**Task objective**: What appears from the first line of the data below through the line containing "your parents and", both included, should be copied exactly, and nothing else.

**Supplied records**:
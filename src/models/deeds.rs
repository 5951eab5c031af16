use anyhow::{anyhow, Result};
use chrono::NaiveDate;
use serde::{Deserialize, Serialize};

use crate::utils::shuffle::shuffle_for_date;

#[derive(Debug, Clone, Copy, PartialEq, Eq, Serialize, Deserialize)]
#[serde(rename_all = "lowercase")]
pub enum DeedCategory {
    Charity,
    Worship,
    Kindness,
    Quran,
    Family,
}

impl DeedCategory {
    pub fn as_str(&self) -> &'static str {
        match self {
            DeedCategory::Charity => "charity",
            DeedCategory::Worship => "worship",
            DeedCategory::Kindness => "kindness",
            DeedCategory::Quran => "quran",
            DeedCategory::Family => "family",
        }
    }
}

#[derive(Debug, Clone, PartialEq, Serialize, Deserialize)]
pub struct GoodDeed {
    pub id: u32,
    pub text: String,
    pub category: DeedCategory,
}

const CATALOG: &[(u32, &str, DeedCategory)] = &[
    (1, "Give charity, however small, to someone in need", DeedCategory::Charity),
    (2, "Feed a fasting person or share your iftar", DeedCategory::Charity),
    (3, "Donate something you no longer use", DeedCategory::Charity),
    (4, "Pay for a stranger's meal or drink", DeedCategory::Charity),
    (5, "Pray two rakahs of Duha", DeedCategory::Worship),
    (6, "Pray Taraweeh at the masjid", DeedCategory::Worship),
    (7, "Make dua for ten people by name", DeedCategory::Worship),
    (8, "Wake up for tahajjud before suhoor", DeedCategory::Worship),
    (9, "Pray every sunnah prayer today", DeedCategory::Worship),
    (10, "Smile at everyone you meet", DeedCategory::Kindness),
    (11, "Send a kind message to an old friend", DeedCategory::Kindness),
    (12, "Help a neighbour with a chore", DeedCategory::Kindness),
    (13, "Forgive someone who wronged you", DeedCategory::Kindness),
    (14, "Hold back from complaining all day", DeedCategory::Kindness),
    (15, "Read one juz of the Quran", DeedCategory::Quran),
    (16, "Memorise a new ayah", DeedCategory::Quran),
    (17, "Read the tafsir of a short surah", DeedCategory::Quran),
    (18, "Listen to a recitation with its translation", DeedCategory::Quran),
    (19, "Call your parents and ask about their day", DeedCategory::Family),
    (20, "Prepare suhoor for your family", DeedCategory::Family),
    (21, "Teach a child a short dua", DeedCategory::Family),
    (22, "Visit or call a relative you have not spoken to in a while", DeedCategory::Family),
];

pub fn catalog() -> Vec<GoodDeed> {
    CATALOG
        .iter()
        .map(|(id, text, category)| GoodDeed {
            id: *id,
            text: text.to_string(),
            category: *category,
        })
        .collect()
}

#[derive(Debug, Clone, PartialEq, Serialize, Deserialize)]
pub struct DailyChallenge {
    pub date: String,
    pub deeds: Vec<GoodDeed>,
    pub completed: Vec<u32>,
    /// Streak as it was before this day became complete.
    #[serde(rename = "streakBefore", default, skip_serializing_if = "Option::is_none")]
    pub streak_before: Option<DeedStreak>,
}

impl DailyChallenge {
    /// Deterministic selection for `date`: the catalog shuffled with a
    /// date seed, first `per_day` entries.
    pub fn generate(date: NaiveDate, per_day: usize) -> Self {
        let mut deeds = catalog();
        shuffle_for_date(&mut deeds, date);
        deeds.truncate(per_day.clamp(1, CATALOG.len()));
        Self {
            date: date.format("%Y-%m-%d").to_string(),
            deeds,
            completed: Vec::new(),
            streak_before: None,
        }
    }

    pub fn is_for(&self, date: NaiveDate) -> bool {
        self.date == date.format("%Y-%m-%d").to_string()
    }

    pub fn is_completed(&self, id: u32) -> bool {
        self.completed.contains(&id)
    }

    /// Flip completion of `id`. Returns the new completion state.
    pub fn toggle(&mut self, id: u32) -> Result<bool> {
        if !self.deeds.iter().any(|d| d.id == id) {
            return Err(anyhow!("Deed {} is not part of today's challenge", id));
        }
        if let Some(pos) = self.completed.iter().position(|c| *c == id) {
            self.completed.remove(pos);
            Ok(false)
        } else {
            self.completed.push(id);
            Ok(true)
        }
    }

    pub fn all_done(&self) -> bool {
        !self.deeds.is_empty() && self.deeds.iter().all(|d| self.is_completed(d.id))
    }

    pub fn progress_percent(&self) -> u32 {
        if self.deeds.is_empty() {
            return 0;
        }
        (self.completed.len() as f64 / self.deeds.len() as f64 * 100.0).round() as u32
    }
}

/// Consecutive days on which every deed of the day was completed.
#[derive(Debug, Clone, Default, PartialEq, Serialize, Deserialize)]
#[serde(rename_all = "camelCase")]
pub struct DeedStreak {
    pub count: u32,
    pub last_completion: Option<NaiveDate>,
}

impl DeedStreak {
    /// Streak as seen on `today`: zero once a full day has been skipped.
    pub fn current(&self, today: NaiveDate) -> u32 {
        match self.last_completion {
            Some(last) if last == today || Some(last) == today.pred_opt() => self.count,
            _ => 0,
        }
    }

    /// Record that `today` became fully complete.
    pub fn complete_day(&mut self, today: NaiveDate) {
        match self.last_completion {
            Some(last) if last == today => {}
            Some(last) if Some(last) == today.pred_opt() => {
                self.count += 1;
                self.last_completion = Some(today);
            }
            _ => {
                self.count = 1;
                self.last_completion = Some(today);
            }
        }
    }

    /// Undo `complete_day` for `today` after a deed was unticked, when no
    /// snapshot of the earlier streak is available. A streak that
    /// `complete_day` restarted cannot be recovered this way.
    pub fn uncomplete_day(&mut self, today: NaiveDate) {
        if self.last_completion != Some(today) {
            return;
        }
        self.count = self.count.saturating_sub(1);
        self.last_completion = if self.count > 0 { today.pred_opt() } else { None };
    }
}

#[cfg(test)]
mod tests {
    use super::*;

    fn day(d: u32) -> NaiveDate {
        NaiveDate::from_ymd_opt(2025, 3, d).unwrap()
    }

    #[test]
    fn test_generate_is_deterministic_per_day() {
        let a = DailyChallenge::generate(day(5), 5);
        let b = DailyChallenge::generate(day(5), 5);
        assert_eq!(a, b);
        assert_eq!(a.deeds.len(), 5);
        assert!(a.is_for(day(5)));
        assert!(!a.is_for(day(6)));
    }

    #[test]
    fn test_generate_has_unique_deeds() {
        let challenge = DailyChallenge::generate(day(9), 8);
        let mut ids: Vec<u32> = challenge.deeds.iter().map(|d| d.id).collect();
        ids.sort();
        ids.dedup();
        assert_eq!(ids.len(), 8);
    }

    #[test]
    fn test_toggle_twice_restores() {
        let mut challenge = DailyChallenge::generate(day(1), 3);
        let original = challenge.clone();
        let id = challenge.deeds[1].id;
        assert!(challenge.toggle(id).unwrap());
        assert!(challenge.is_completed(id));
        assert!(!challenge.toggle(id).unwrap());
        assert_eq!(challenge, original);
    }

    #[test]
    fn test_toggle_unknown_deed() {
        let mut challenge = DailyChallenge::generate(day(1), 3);
        assert!(challenge.toggle(999).is_err());
    }

    #[test]
    fn test_progress_and_all_done() {
        let mut challenge = DailyChallenge::generate(day(2), 3);
        assert_eq!(challenge.progress_percent(), 0);
        let ids: Vec<u32> = challenge.deeds.iter().map(|d| d.id).collect();
        challenge.toggle(ids[0]).unwrap();
        assert_eq!(challenge.progress_percent(), 33);
        assert!(!challenge.all_done());
        challenge.toggle(ids[1]).unwrap();
        challenge.toggle(ids[2]).unwrap();
        assert!(challenge.all_done());
        assert_eq!(challenge.progress_percent(), 100);
    }

    #[test]
    fn test_streak_consecutive_days() {
        let mut streak = DeedStreak::default();
        streak.complete_day(day(1));
        streak.complete_day(day(2));
        streak.complete_day(day(2));
        assert_eq!(streak.count, 2);
        assert_eq!(streak.current(day(3)), 2);
        assert_eq!(streak.current(day(4)), 0);

        streak.complete_day(day(5));
        assert_eq!(streak.count, 1);
    }

    #[test]
    fn test_uncomplete_reverts() {
        let mut streak = DeedStreak::default();
        streak.complete_day(day(1));
        let before = streak.clone();
        streak.complete_day(day(2));
        streak.uncomplete_day(day(2));
        assert_eq!(streak, before);

        let mut fresh = DeedStreak::default();
        fresh.complete_day(day(7));
        fresh.uncomplete_day(day(7));
        assert_eq!(fresh, DeedStreak::default());
    }
}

**Final answer**:
filename src/models/deeds.rs
repository 5951eab5c031af16
use anyhow::{anyhow, Result};
use chrono::NaiveDate;
use serde::{Deserialize, Serialize};

use crate::utils::shuffle::shuffle_for_date;

#[derive(Debug, Clone, Copy, PartialEq, Eq, Serialize, Deserialize)]
#[serde(rename_all = "lowercase")]
pub enum DeedCategory {
    Charity,
    Worship,
    Kindness,
    Quran,
    Family,
}

impl DeedCategory {
    pub fn as_str(&self) -> &'static str {
        match self {
            DeedCategory::Charity => "charity",
            DeedCategory::Worship => "worship",
            DeedCategory::Kindness => "kindness",
            DeedCategory::Quran => "quran",
            DeedCategory::Family => "family",
        }
    }
}

#[derive(Debug, Clone, PartialEq, Serialize, Deserialize)]
pub struct GoodDeed {
    pub id: u32,
    pub text: String,
    pub category: DeedCategory,
}

const CATALOG: &[(u32, &str, DeedCategory)] = &[
    (1, "Give charity, however small, to someone in need", DeedCategory::Charity),
    (2, "Feed a fasting person or share your iftar", DeedCategory::Charity),
    (3, "Donate something you no longer use", DeedCategory::Charity),
    (4, "Pay for a stranger's meal or drink", DeedCategory::Charity),
    (5, "Pray two rakahs of Duha", DeedCategory::Worship),
    (6, "Pray Taraweeh at the masjid", DeedCategory::Worship),
    (7, "Make dua for ten people by name", DeedCategory::Worship),
    (8, "Wake up for tahajjud before suhoor", DeedCategory::Worship),
    (9, "Pray every sunnah prayer today", DeedCategory::Worship),
    (10, "Smile at everyone you meet", DeedCategory::Kindness),
    (11, "Send a kind message to an old friend", DeedCategory::Kindness),
    (12, "Help a neighbour with a chore", DeedCategory::Kindness),
    (13, "Forgive someone who wronged you", DeedCategory::Kindness),
    (14, "Hold back from complaining all day", DeedCategory::Kindness),
    (15, "Read one juz of the Quran", DeedCategory::Quran),
    (16, "Memorise a new ayah", DeedCategory::Quran),
    (17, "Read the tafsir of a short surah", DeedCategory::Quran),
    (18, "Listen to a recitation with its translation", DeedCategory::Quran),
    (19, "Call your parents and ask about their day", DeedCategory::Family),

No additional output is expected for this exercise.